▶ **Given records**:

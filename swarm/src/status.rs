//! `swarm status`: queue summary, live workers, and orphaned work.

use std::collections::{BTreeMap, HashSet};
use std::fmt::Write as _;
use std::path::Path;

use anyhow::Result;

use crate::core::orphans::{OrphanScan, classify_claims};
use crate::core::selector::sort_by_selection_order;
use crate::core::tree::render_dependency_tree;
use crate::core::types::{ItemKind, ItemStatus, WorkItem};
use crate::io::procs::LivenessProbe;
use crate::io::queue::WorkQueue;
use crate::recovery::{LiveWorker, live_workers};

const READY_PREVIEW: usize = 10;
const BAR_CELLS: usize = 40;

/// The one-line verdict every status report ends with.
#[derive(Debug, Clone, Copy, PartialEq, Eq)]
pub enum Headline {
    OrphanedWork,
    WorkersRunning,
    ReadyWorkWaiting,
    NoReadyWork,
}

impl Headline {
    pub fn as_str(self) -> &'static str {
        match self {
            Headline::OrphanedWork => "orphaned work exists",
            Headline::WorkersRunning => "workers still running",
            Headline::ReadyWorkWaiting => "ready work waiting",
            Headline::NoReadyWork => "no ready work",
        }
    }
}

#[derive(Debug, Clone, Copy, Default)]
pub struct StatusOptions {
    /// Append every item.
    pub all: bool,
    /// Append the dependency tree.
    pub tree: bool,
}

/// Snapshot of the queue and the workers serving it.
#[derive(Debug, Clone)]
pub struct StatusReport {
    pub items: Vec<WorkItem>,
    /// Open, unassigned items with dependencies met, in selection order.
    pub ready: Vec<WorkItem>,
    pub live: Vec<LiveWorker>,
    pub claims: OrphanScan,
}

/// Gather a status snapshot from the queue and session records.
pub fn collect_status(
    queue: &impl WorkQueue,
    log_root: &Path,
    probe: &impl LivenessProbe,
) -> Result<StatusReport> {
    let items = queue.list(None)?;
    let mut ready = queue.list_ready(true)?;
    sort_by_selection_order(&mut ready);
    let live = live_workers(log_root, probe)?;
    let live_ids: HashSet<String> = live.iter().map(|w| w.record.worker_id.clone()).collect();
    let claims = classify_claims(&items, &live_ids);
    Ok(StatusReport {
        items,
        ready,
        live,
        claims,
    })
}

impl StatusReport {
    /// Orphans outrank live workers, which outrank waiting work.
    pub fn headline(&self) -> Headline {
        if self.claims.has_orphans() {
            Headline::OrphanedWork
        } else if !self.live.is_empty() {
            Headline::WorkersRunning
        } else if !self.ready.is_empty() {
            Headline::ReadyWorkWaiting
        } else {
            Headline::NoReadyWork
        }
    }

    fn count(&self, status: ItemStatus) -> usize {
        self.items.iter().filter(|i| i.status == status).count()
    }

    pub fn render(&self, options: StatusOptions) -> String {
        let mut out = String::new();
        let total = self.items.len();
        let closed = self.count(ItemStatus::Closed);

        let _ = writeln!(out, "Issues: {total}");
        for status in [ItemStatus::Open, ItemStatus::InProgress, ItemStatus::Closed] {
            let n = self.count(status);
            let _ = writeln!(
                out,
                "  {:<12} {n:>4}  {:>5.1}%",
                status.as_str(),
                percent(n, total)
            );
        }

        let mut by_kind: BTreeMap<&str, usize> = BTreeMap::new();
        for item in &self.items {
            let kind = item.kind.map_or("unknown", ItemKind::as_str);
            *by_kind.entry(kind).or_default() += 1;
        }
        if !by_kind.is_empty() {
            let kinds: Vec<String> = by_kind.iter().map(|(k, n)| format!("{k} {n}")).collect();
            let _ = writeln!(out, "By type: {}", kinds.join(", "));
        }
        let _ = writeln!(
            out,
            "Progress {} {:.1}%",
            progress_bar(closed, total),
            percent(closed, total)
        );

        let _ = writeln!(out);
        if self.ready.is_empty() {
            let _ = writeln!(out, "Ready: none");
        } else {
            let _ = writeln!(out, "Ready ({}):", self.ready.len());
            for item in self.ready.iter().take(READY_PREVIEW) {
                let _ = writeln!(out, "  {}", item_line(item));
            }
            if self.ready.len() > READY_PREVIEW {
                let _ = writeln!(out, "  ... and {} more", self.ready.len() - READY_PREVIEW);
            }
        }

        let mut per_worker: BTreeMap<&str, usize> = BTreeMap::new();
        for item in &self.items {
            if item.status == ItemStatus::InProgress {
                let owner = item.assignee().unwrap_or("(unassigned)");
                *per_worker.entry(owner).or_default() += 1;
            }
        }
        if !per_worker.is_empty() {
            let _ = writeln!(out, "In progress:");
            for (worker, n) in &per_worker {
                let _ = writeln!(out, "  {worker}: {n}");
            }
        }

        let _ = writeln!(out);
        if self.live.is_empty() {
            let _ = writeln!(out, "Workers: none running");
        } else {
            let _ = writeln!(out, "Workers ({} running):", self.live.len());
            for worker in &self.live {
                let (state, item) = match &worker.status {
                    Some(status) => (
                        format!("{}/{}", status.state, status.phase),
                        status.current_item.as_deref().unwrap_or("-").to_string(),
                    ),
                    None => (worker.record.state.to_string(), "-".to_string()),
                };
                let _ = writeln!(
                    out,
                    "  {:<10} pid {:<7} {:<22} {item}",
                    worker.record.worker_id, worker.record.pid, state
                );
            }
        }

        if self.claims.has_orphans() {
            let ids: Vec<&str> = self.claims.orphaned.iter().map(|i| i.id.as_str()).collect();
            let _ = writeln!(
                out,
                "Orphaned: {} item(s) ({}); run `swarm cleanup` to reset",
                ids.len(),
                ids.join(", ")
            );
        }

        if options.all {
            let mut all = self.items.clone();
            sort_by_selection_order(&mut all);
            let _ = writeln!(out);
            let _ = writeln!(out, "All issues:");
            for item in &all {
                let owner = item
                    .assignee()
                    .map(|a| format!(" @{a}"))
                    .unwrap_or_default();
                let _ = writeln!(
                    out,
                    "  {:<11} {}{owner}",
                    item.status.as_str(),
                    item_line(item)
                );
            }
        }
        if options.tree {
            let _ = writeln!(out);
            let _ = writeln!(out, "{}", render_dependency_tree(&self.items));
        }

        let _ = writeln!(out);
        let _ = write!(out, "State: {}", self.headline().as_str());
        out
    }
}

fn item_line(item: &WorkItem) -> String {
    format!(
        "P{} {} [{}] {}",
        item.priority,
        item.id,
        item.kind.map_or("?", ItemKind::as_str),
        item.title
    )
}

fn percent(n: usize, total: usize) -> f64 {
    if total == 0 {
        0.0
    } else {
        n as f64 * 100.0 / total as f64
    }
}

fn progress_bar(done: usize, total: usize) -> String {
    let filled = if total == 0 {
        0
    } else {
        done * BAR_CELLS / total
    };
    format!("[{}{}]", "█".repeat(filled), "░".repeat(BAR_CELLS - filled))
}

▶ **Problem to solve**: Scan the entries and show every line in which the word "derive" is found.

▶ **Result**:
#[derive(Debug, Clone, Copy, PartialEq, Eq)]
#[derive(Debug, Clone, Copy, Default)]
#[derive(Debug, Clone)]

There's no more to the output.